◆ **PROBLEM**
The output should be identical to the entries that follow.
----
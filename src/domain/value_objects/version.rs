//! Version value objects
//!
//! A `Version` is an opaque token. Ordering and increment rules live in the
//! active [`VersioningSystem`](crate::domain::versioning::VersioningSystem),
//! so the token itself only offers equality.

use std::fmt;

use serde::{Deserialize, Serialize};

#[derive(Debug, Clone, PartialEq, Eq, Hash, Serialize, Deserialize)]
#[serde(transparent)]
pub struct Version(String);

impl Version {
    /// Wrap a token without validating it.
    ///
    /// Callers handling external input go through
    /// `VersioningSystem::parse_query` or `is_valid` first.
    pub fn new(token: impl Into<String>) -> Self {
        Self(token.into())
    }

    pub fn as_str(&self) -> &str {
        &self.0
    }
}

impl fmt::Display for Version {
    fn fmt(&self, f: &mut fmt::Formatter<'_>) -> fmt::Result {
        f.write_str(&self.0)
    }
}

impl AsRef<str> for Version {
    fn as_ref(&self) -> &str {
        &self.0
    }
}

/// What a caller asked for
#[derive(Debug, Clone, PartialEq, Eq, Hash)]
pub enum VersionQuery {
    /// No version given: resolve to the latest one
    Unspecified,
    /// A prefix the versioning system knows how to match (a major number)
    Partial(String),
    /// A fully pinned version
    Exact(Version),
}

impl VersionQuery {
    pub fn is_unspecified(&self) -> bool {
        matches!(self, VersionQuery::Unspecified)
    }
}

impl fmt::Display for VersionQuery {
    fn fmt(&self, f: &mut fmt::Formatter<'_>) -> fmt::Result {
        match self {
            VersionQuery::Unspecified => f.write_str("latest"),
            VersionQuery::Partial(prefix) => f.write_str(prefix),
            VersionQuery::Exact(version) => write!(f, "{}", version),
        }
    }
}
----
◆ **EXPECTED ANSWER**
filename src/domain/value_objects/version.rs
//! Version value objects
//!
//! A `Version` is an opaque token. Ordering and increment rules live in the
//! active [`VersioningSystem`](crate::domain::versioning::VersioningSystem),
//! so the token itself only offers equality.

use std::fmt;

use serde::{Deserialize, Serialize};

#[derive(Debug, Clone, PartialEq, Eq, Hash, Serialize, Deserialize)]
#[serde(transparent)]
pub struct Version(String);

impl Version {
    /// Wrap a token without validating it.
    ///
    /// Callers handling external input go through
    /// `VersioningSystem::parse_query` or `is_valid` first.
    pub fn new(token: impl Into<String>) -> Self {
        Self(token.into())
    }

    pub fn as_str(&self) -> &str {
        &self.0
    }
}

impl fmt::Display for Version {
    fn fmt(&self, f: &mut fmt::Formatter<'_>) -> fmt::Result {
        f.write_str(&self.0)
    }
}

impl AsRef<str> for Version {
    fn as_ref(&self) -> &str {
        &self.0
    }
}

/// What a caller asked for
#[derive(Debug, Clone, PartialEq, Eq, Hash)]
pub enum VersionQuery {
    /// No version given: resolve to the latest one
    Unspecified,
    /// A prefix the versioning system knows how to match (a major number)
    Partial(String),
    /// A fully pinned version
    Exact(Version),
}

impl VersionQuery {
    pub fn is_unspecified(&self) -> bool {
        matches!(self, VersionQuery::Unspecified)
    }
}

impl fmt::Display for VersionQuery {
    fn fmt(&self, f: &mut fmt::Formatter<'_>) -> fmt::Result {
        match self {
            VersionQuery::Unspecified => f.write_str("latest"),
            VersionQuery::Partial(prefix) => f.write_str(prefix),
            VersionQuery::Exact(version) => write!(f, "{}", version),
        }
    }
}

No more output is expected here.